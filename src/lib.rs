#![cfg_attr(not(test), no_std)]
//! This crate converts between decimal text and IEEE754 single precision floats, without ever
//! dividing and without a floating point unit.
//!
//! # Introduction
//!
//! Small CPUs (think 8-bit microcontrollers, or the 6502) have no FPU and often no hardware
//! divide, yet still need to print and read floating point numbers. The usual algorithms lean on
//! division, or on big integer arithmetic. This crate does both conversions with 32-bit adds,
//! subtracts and shifts, plus exactly **one** 32 × 32 → 64 bit multiply per conversion.
//!
//! The trick is a pair of precomputed [fixed point tables](tables): one maps a decimal exponent
//! to a binary one, the other maps a binary exponent (in strides of 4, "pseudo radix 16") to a
//! decimal one. Decimal digits are then added or subtracted one weight at a time.
//!
//! The price is accuracy: results are within about one unit in the last place, not correctly
//! rounded, and the exponent range is limited to what the tables cover (decimal exponents from
//! −31 to 32).
//!
//! # Usage
//!
//! ```
//! use fpconv::{Buffer, Notation, Packed, Unpacked};
//!
//! // Decimal text → IEEE754 bits. The point is mandatory, and there is exactly one digit before it.
//! let pi: Packed = "3.1415927".parse().unwrap();
//! assert_eq!(pi.to_bits(), 0x4049_0FDB);
//! assert_eq!(pi.to_f32(), core::f32::consts::PI);
//!
//! // The unpacked form exposes sign, exponent and fraction, leading bit included.
//! let x: Unpacked = "-5.e-3".parse().unwrap();
//! assert_eq!(x, Unpacked { sign: true, exp: -8, frac: 0xA3_D70A });
//!
//! // IEEE754 bits → decimal text, into a stack buffer or through `Display`.
//! let mut buffer = Buffer::new();
//! assert_eq!(buffer.format(x), Ok("-5.e-3"));
//! assert_eq!(buffer.format_with(x, Notation::Full), Ok("-5.0000000e-3"));
//! assert_eq!(Packed::from_f32(0.5).to_string(), "5.e-1");
//! ```
//!
//! # Errors
//!
//! Every fallible operation returns a [`Result`] with an [`Error`]: the text is malformed, an
//! exponent is out of the tables' range, or the value is not zero or a normal number (subnormals,
//! infinities and NaNs are not supported).
//!
//! # Logging
//!
//! Conversions log through the [`log`] facade: each conversion at `trace` level, and every
//! rejected value at `debug` level. Install any logger to see them; without one the calls cost
//! next to nothing.
//!
//! This crate includes benchmarks; run them with `cargo bench -F bench`.

mod underlying;
pub mod tables;
mod float;
mod decimal;
mod error;

pub use float::{Packed, Unpacked};
pub use decimal::{Buffer, Notation, RBITS, ROUND_HALF, parse, parse_scaled};
pub use error::{Error, Result};
pub use tables::Scale;

/// Re-export some internals for benchmarking purposes, only on `feature = "bench"`.
#[cfg(feature = "bench")]
mod bench;

#[cfg(test)]
const PROPTEST_CASES: u32 = if cfg!(debug_assertions) {0x1000} else {0x4_0000};
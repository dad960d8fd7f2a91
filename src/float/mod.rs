//! This module and its submodules contain the two binary representations the engine works with,
//! and the transcoder between them.
//!
//!   - [`Unpacked`] is the pivot format every conversion goes through: sign, unbiased exponent,
//!     and a fraction with its leading bit stored explicitly.
//!   - [`Packed`] is the standard 32-bit IEEE754 single precision layout.
//!
//! Some notation used in the comments:
//!
//!   - **Leading bit**: the `1` in `1.fff…`, bit 23 of an unpacked fraction. IEEE754 leaves it
//!     implicit; the unpacked format stores it.
//!   - **Qm.n**: unsigned fixed point with `m` integer bits and `n` fraction bits.

/// A binary floating point number with its fields laid out for computation rather than storage.
///
/// The value is `(-1)^sign × frac × 2^(exp - 23)`, i.e. `frac` is a Q1.23 number in `[1.0, 2.0)`
/// with the leading bit (`0x80_0000`) set. Zero is the one exception: it is encoded as
/// `exp = -127` and `frac = 0`, the values that pack to IEEE754 zero.
///
/// ```
/// # use fpconv::Unpacked;
/// let one_and_a_half: Unpacked = "1.5".parse().unwrap();
/// assert_eq!(one_and_a_half, Unpacked { sign: false, exp: 0, frac: 0xC0_0000 });
/// ```
#[derive(Clone, Copy)]
#[derive(Eq, PartialEq, Hash)]
pub struct Unpacked {
  /// `true` if negative.
  pub sign: bool,
  /// Unbiased base-2 exponent.
  pub exp: i16,
  /// Q1.23 fraction with explicit leading bit.
  pub frac: u32,
}

/// An IEEE754 single precision number, as its raw 32 bits: 1 sign bit, 8 exponent bits (bias
/// 127), and 23 fraction bits with the leading bit implicit.
///
/// ```
/// # use fpconv::Packed;
/// let pi: Packed = "3.1415927".parse().unwrap();
/// assert_eq!(pi.to_bits(), 0x40490FDB);
/// assert_eq!(pi.to_string(), "3.1415927");
/// ```
#[derive(Clone, Copy)]
#[derive(Eq, PartialEq, Hash)]
pub struct Packed(u32);

/// Basics
mod basics;
pub(crate) use basics::MANTISSA_BITS;

/// Unpacked → packed
mod encode;

/// Packed → unpacked
mod decode;

/// Debug and Display
mod fmt;


#[cfg(test)]
pub(crate) mod rational;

# # #

## Instructions to follow
From the entries above, write out only the lines starting at the line that holds "repository dad960d8fd7f2a91" and ending at the line that holds "frac × 2^(exp", keeping both and matching them exactly.

## Solution to the problem
repository dad960d8fd7f2a91
filename src/float/mod.rs
//! This module and its submodules contain the two binary representations the engine works with,
//! and the transcoder between them.
//!
//!   - [`Unpacked`] is the pivot format every conversion goes through: sign, unbiased exponent,
//!     and a fraction with its leading bit stored explicitly.
//!   - [`Packed`] is the standard 32-bit IEEE754 single precision layout.
//!
//! Some notation used in the comments:
//!
//!   - **Leading bit**: the `1` in `1.fff…`, bit 23 of an unpacked fraction. IEEE754 leaves it
//!     implicit; the unpacked format stores it.
//!   - **Qm.n**: unsigned fixed point with `m` integer bits and `n` fraction bits.

/// A binary floating point number with its fields laid out for computation rather than storage.
///
/// The value is `(-1)^sign × frac × 2^(exp - 23)`, i.e. `frac` is a Q1.23 number in `[1.0, 2.0)`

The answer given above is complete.